Energy & Fuels, Vol.8, No.3, 536-544, 1994
The Pendant Core Building-Block Model of Petroleum Residue
Residua macromolecules can be approximated by various combinations of two building blocks that are linked by thermally labile bonds. The pendant building block is volatile when cracked off the rest of the residua molecule while the core building block remains nonvolatile. This simple model explains why the Conradson carbon residue, the standard measure of coking tendency, is a linear function of hydrogen content for petroleum molecules with molecular weights greater than 700 amu and why the cumulative properties of the distillable liquid products of the thermal conversion of residua are independent of conversion. In addition, the model provides a basis for calculating the change in the total Conradson carbon residue with processing of residua, including that it is unaltered by separation, decreased by hydroconversion and increased by thermal conversion.

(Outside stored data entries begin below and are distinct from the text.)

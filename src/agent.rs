//! Agent: one graph executor and one executable actor under a single driving
//! loop.

use std::sync::Arc;

use futures::future::BoxFuture;
use serde_json::Value;

use crate::{
    AgentBuilder, MailflowError, Result,
    common::Queue,
    executor::{Executor, GraphExecutor},
    graph::Graph,
    mail::{Actor, ActorId, Mail, MailManager, Payload, StartRequest},
    model::GraphModel,
    runtime::Services,
    utils,
};

/// Turns the collected responses into the agent's result.
pub type OutputParser = Arc<dyn Fn(Vec<Value>) -> Result<Value> + Send + Sync>;

pub struct Agent {
    id: ActorId,
    graph: Arc<GraphExecutor>,
    executable: Arc<dyn Executor>,
    manager: MailManager,
    services: Services,
    output_parser: Option<OutputParser>,
}

impl Agent {
    pub fn new(
        graph: GraphExecutor,
        executable: Arc<dyn Executor>,
        services: Services,
        output_parser: Option<OutputParser>,
    ) -> Self {
        let manager = MailManager::new().with_journal(services.config.journal_capacity);
        let graph = Arc::new(graph);
        manager.add_mailbox(graph.id(), &graph.mailbox());
        manager.add_mailbox(executable.id(), &executable.mailbox());

        Self {
            id: format!("agent-{}", utils::longid()),
            graph,
            executable,
            manager,
            services,
            output_parser,
        }
    }

    pub fn id(&self) -> &ActorId {
        &self.id
    }

    pub fn graph(&self) -> &Graph {
        self.graph.graph()
    }

    pub fn executable(&self) -> Arc<dyn Executor> {
        self.executable.clone()
    }

    /// Copies of the mail routed between the graph and the executable, when
    /// `journal_capacity` is set.
    pub fn journal(&self) -> Option<Arc<Queue<Mail>>> {
        self.manager.journal()
    }

    /// Runs the workflow from `context` and returns the parsed result, or the
    /// collected responses as an array when no parser is set.
    pub async fn execute(
        &self,
        context: Value,
    ) -> Result<Value> {
        let responses = self.run(context).await?;
        match &self.output_parser {
            Some(parser) => parser(responses),
            None => Ok(Value::Array(responses)),
        }
    }

    /// Runs the workflow from `context` and returns the collected responses.
    pub async fn run(
        &self,
        context: Value,
    ) -> Result<Vec<Value>> {
        if self.graph.is_halted() || self.executable.is_halted() {
            return Err(MailflowError::Process(format!("agent {} has already run", self.id)));
        }
        self.graph.validate()?;
        self.executable.validate()?;

        let request = StartRequest {
            context,
            graph_id: self.graph.id().clone(),
        };
        self.manager.create_mail(&self.id, self.executable.id(), &self.id, Payload::Start(request))?;
        tracing::debug!(agent = %self.id, graph = %self.graph.id(), executable = %self.executable.id(), "agent started");

        let started = utils::time::time_millis();
        let cadence = &self.services.config.tick;
        let until = [self.graph.halt_signal(), self.executable.halt_signal()];
        tokio::try_join!(self.manager.execute(cadence, &until), self.graph.execute(cadence), self.executable.execute(cadence))?;

        tracing::debug!(agent = %self.id, elapsed_ms = utils::time::millis_since(started), "agent finished");
        Ok(self.executable.responses())
    }
}

/// Runs the workflow of an agent node on a fresh agent sharing `services`.
///
/// Boxed so that an agent node nested in a branch does not make the branch's
/// future recursive.
pub fn run_nested(
    model: GraphModel,
    context: Value,
    services: Services,
) -> BoxFuture<'static, Result<Vec<Value>>> {
    Box::pin(async move {
        let graph = Graph::from_model(&model, &services.registry)?;
        let agent = AgentBuilder::new().services(services).build(graph)?;
        tracing::trace!(agent = %agent.id(), graph = %model.id, "nested agent");
        agent.run(context).await
    })
}
//! Mail routing between registered actors.
//!
//! Routing is two-phase: [`MailManager::collect_all`] moves every outbound
//! mail into a per-recipient buffer, then [`MailManager::send_all`] hands the
//! buffered mail over. A tick therefore delivers one consistent snapshot.

use std::{
    collections::{HashMap, VecDeque},
    sync::{Arc, RwLock, Weak},
};

use tokio::sync::Notify;

use crate::{
    MailflowError, Result, ShareLock,
    common::{Queue, Shutdown, read, write},
    mail::{Actor, ActorId, Mail, Mailbox, Payload},
    runtime::{Cadence, Ticker},
};

/// recipient -> sender -> mail, in collect order
type Buffer = HashMap<ActorId, HashMap<ActorId, VecDeque<Mail>>>;

#[derive(Default)]
pub struct MailManager {
    sources: RwLock<HashMap<ActorId, Weak<RwLock<Mailbox>>>>,
    buffer: RwLock<Buffer>,
    journal: Option<Arc<Queue<Mail>>>,
    outbound: Arc<Notify>,
}

impl MailManager {
    pub fn new() -> Self {
        Self::default()
    }

    /// Keeps a copy of every collected mail in a bounded queue. When the
    /// queue is full further copies are dropped.
    pub fn with_journal(
        mut self,
        capacity: usize,
    ) -> Self {
        if capacity > 0 {
            self.journal = Some(Queue::new(capacity));
        }
        self
    }

    pub fn journal(&self) -> Option<Arc<Queue<Mail>>> {
        self.journal.clone()
    }

    /// Signalled whenever a registered mailbox queues outbound mail.
    pub fn notifier(&self) -> Arc<Notify> {
        self.outbound.clone()
    }

    /// Registers `actor`. The manager only keeps a weak handle on its mailbox.
    pub fn add_source(
        &self,
        actor: &dyn Actor,
    ) {
        self.add_mailbox(actor.id(), &actor.mailbox());
    }

    pub fn add_sources(
        &self,
        actors: &[&dyn Actor],
    ) {
        for actor in actors {
            self.add_source(*actor);
        }
    }

    pub(crate) fn add_mailbox(
        &self,
        id: &ActorId,
        mailbox: &ShareLock<Mailbox>,
    ) {
        write(mailbox).set_outbound(self.outbound.clone());
        write(&self.sources).insert(id.clone(), Arc::downgrade(mailbox));
        tracing::trace!(actor = %id, "source added");
    }

    pub fn delete_source(
        &self,
        id: &str,
    ) -> Result<()> {
        match write(&self.sources).remove(id) {
            Some(_) => {
                write(&self.buffer).remove(id);
                Ok(())
            }
            None => Err(MailflowError::Mail(format!("actor {} is not registered", id))),
        }
    }

    pub fn contains(
        &self,
        id: &str,
    ) -> bool {
        read(&self.sources).contains_key(id)
    }

    pub fn source_ids(&self) -> Vec<ActorId> {
        let mut ids: Vec<_> = read(&self.sources).keys().cloned().collect();
        ids.sort();
        ids
    }

    /// Queues a mail from `sender`, which need not be registered, for the
    /// next send to `recipient`.
    pub fn create_mail(
        &self,
        sender: &str,
        recipient: &str,
        request_source: &str,
        payload: Payload,
    ) -> Result<()> {
        if !self.contains(recipient) {
            return Err(MailflowError::Mail(format!("recipient {} is not registered", recipient)));
        }
        let mail = Mail::new(sender, recipient, request_source, payload);
        self.record(&mail);
        write(&self.buffer).entry(mail.recipient.clone()).or_default().entry(mail.sender.clone()).or_default().push_back(mail);
        Ok(())
    }

    /// Drains `sender`'s outbound queue into the buffer. Nothing is drained
    /// when any of its mail names an unregistered recipient.
    pub fn collect(
        &self,
        sender: &str,
    ) -> Result<usize> {
        let mailbox = self.mailbox(sender)?;
        let outs = {
            let mut mailbox = write(&mailbox);
            if let Some(mail) = mailbox.peek_outs().find(|m| !self.contains(&m.recipient)) {
                return Err(MailflowError::Mail(format!("mail {} from {} names unregistered recipient {}", mail.id, sender, mail.recipient)));
            }
            mailbox.take_outs()
        };

        let count = outs.len();
        let mut buffer = write(&self.buffer);
        for mail in outs {
            tracing::trace!(mail = %mail.id, sender = %mail.sender, recipient = %mail.recipient, category = %mail.category(), "collect");
            self.record(&mail);
            buffer.entry(mail.recipient.clone()).or_default().entry(sender.to_string()).or_default().push_back(mail);
        }
        Ok(count)
    }

    /// Appends every buffered mail for `recipient` onto its inbound queues.
    pub fn send(
        &self,
        recipient: &str,
    ) -> Result<usize> {
        let mailbox = self.mailbox(recipient)?;
        let Some(by_sender) = write(&self.buffer).remove(recipient) else {
            return Ok(0);
        };

        let mut mailbox = write(&mailbox);
        let mut count = 0;
        for (_, queue) in by_sender {
            for mail in queue {
                mailbox.deliver(mail);
                count += 1;
            }
        }
        Ok(count)
    }

    pub fn collect_all(&self) -> Result<usize> {
        self.prune();
        let mut count = 0;
        for id in self.source_ids() {
            count += self.collect(&id)?;
        }
        Ok(count)
    }

    pub fn send_all(&self) -> Result<usize> {
        let recipients: Vec<_> = read(&self.buffer).keys().cloned().collect();
        let mut count = 0;
        for id in recipients {
            count += self.send(&id)?;
        }
        Ok(count)
    }

    /// Routes mail every tick until all of `until` have terminated. The last
    /// round is routed before the check so final mail still arrives.
    pub async fn execute(
        &self,
        cadence: &Cadence,
        until: &[Arc<Shutdown>],
    ) -> Result<()> {
        let mut ticker = Ticker::new(cadence, vec![self.notifier()]);
        loop {
            self.collect_all()?;
            self.send_all()?;
            if until.iter().all(|s| s.is_terminated()) {
                tracing::trace!("all watched actors halted, routing stopped");
                return Ok(());
            }
            ticker.tick().await;
        }
    }

    fn mailbox(
        &self,
        id: &str,
    ) -> Result<ShareLock<Mailbox>> {
        let weak = read(&self.sources).get(id).cloned().ok_or(MailflowError::Mail(format!("actor {} is not registered", id)))?;
        weak.upgrade().ok_or(MailflowError::Mail(format!("mailbox of actor {} was dropped", id)))
    }

    /// Forgets actors whose mailbox no longer exists.
    fn prune(&self) {
        write(&self.sources).retain(|id, weak| {
            let alive = weak.strong_count() > 0;
            if !alive {
                tracing::debug!(actor = %id, "dropping source with released mailbox");
            }
            alive
        });
    }

    fn record(
        &self,
        mail: &Mail,
    ) {
        if let Some(journal) = &self.journal {
            if journal.try_send(mail.clone()).is_err() {
                tracing::trace!(mail = %mail.id, "journal full, copy dropped");
            }
        }
    }
}

#[cfg(test)]
mod tests {
    use super::*;
    use crate::mail::MailCategory;

    struct Probe {
        id: ActorId,
        mailbox: ShareLock<Mailbox>,
    }

    impl Probe {
        fn new(id: &str) -> Self {
            Self {
                id: id.to_string(),
                mailbox: Arc::new(RwLock::new(Mailbox::new())),
            }
        }

        fn post(
            &self,
            to: &str,
            node: &str,
        ) {
            write(&self.mailbox).send(Mail::new(self.id.clone(), to, self.id.clone(), Payload::NodeId(node.to_string())));
        }
    }

    impl Actor for Probe {
        fn id(&self) -> &ActorId {
            &self.id
        }

        fn mailbox(&self) -> ShareLock<Mailbox> {
            self.mailbox.clone()
        }
    }

    fn node_of(mail: Mail) -> String {
        match mail.package.payload {
            Payload::NodeId(id) => id,
            other => panic!("unexpected payload {:?}", other),
        }
    }

    #[test]
    fn test_collect_then_send_keeps_sender_order() {
        let (a, b) = (Probe::new("a"), Probe::new("b"));
        let manager = MailManager::new();
        manager.add_sources(&[&a, &b]);

        a.post("b", "1");
        a.post("b", "2");
        assert_eq!(manager.collect_all().unwrap(), 2);
        // nothing arrives before send
        assert!(!read(&b.mailbox).has_pending_in());

        a.post("b", "3");
        assert_eq!(manager.send_all().unwrap(), 2);
        assert_eq!(manager.collect_all().unwrap(), 1);
        assert_eq!(manager.send_all().unwrap(), 1);

        let mut mailbox = write(&b.mailbox);
        let got: Vec<_> = std::iter::from_fn(|| mailbox.pop_from("a")).map(node_of).collect();
        assert_eq!(got, vec!["1", "2", "3"]);
    }

    #[test]
    fn test_unknown_recipient_keeps_outbox() {
        let a = Probe::new("a");
        let manager = MailManager::new();
        manager.add_source(&a);
        a.post("ghost", "1");

        assert!(matches!(manager.collect("a"), Err(MailflowError::Mail(_))));
        assert_eq!(read(&a.mailbox).out_count(), 1);
        assert!(manager.collect("nobody").is_err());
        assert!(manager.send("nobody").is_err());
    }

    #[test]
    fn test_delete_source() {
        let a = Probe::new("a");
        let manager = MailManager::new();
        manager.add_source(&a);
        assert!(manager.contains("a"));
        manager.delete_source("a").unwrap();
        assert!(!manager.contains("a"));
        assert!(manager.delete_source("a").is_err());
    }

    #[test]
    fn test_dropped_mailbox_is_pruned() {
        let manager = MailManager::new();
        {
            let a = Probe::new("a");
            manager.add_source(&a);
        }
        assert_eq!(manager.collect_all().unwrap(), 0);
        assert!(!manager.contains("a"));
    }

    #[test]
    fn test_create_mail_and_journal() {
        let b = Probe::new("b");
        let manager = MailManager::new().with_journal(8);
        manager.add_source(&b);

        manager.create_mail("outside", "b", "outside", Payload::End).unwrap();
        assert!(manager.create_mail("outside", "ghost", "outside", Payload::End).is_err());
        assert_eq!(manager.send_all().unwrap(), 1);

        let mail = write(&b.mailbox).next_in().unwrap();
        assert_eq!(mail.category(), MailCategory::End);
        assert_eq!(mail.sender, "outside");

        let journal = manager.journal().unwrap();
        assert_eq!(journal.len(), 1);
    }

    #[tokio::test]
    async fn test_execute_stops_after_final_round() {
        let (a, b) = (Probe::new("a"), Probe::new("b"));
        let manager = MailManager::new();
        manager.add_sources(&[&a, &b]);

        let halted = Arc::new(Shutdown::new());
        halted.shutdown();
        a.post("b", "last");

        manager
            .execute(
                &Cadence::Interval {
                    period_ms: 1,
                },
                &[halted],
            )
            .await
            .unwrap();
        assert_eq!(read(&b.mailbox).in_count(), 1);
    }
}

The hydrogen contents of the pendant building block, 11.6 +/- 0.4 wt %, and of the core building block, 3.8 +/- 0.3 wt %, were determined by two different experimental techniques each and found to be consistent, using six vacuum residua and three heptane-soluble fractions. Finally, pendant-core model compounds were found to have Conradson carbon residues similar to vacuum residua and their heptane-soluble fractions. These suggest that even one-ring aromatic cores can produce Conradson carbon residue if multiple bonds need to be broken before a core can volatilize.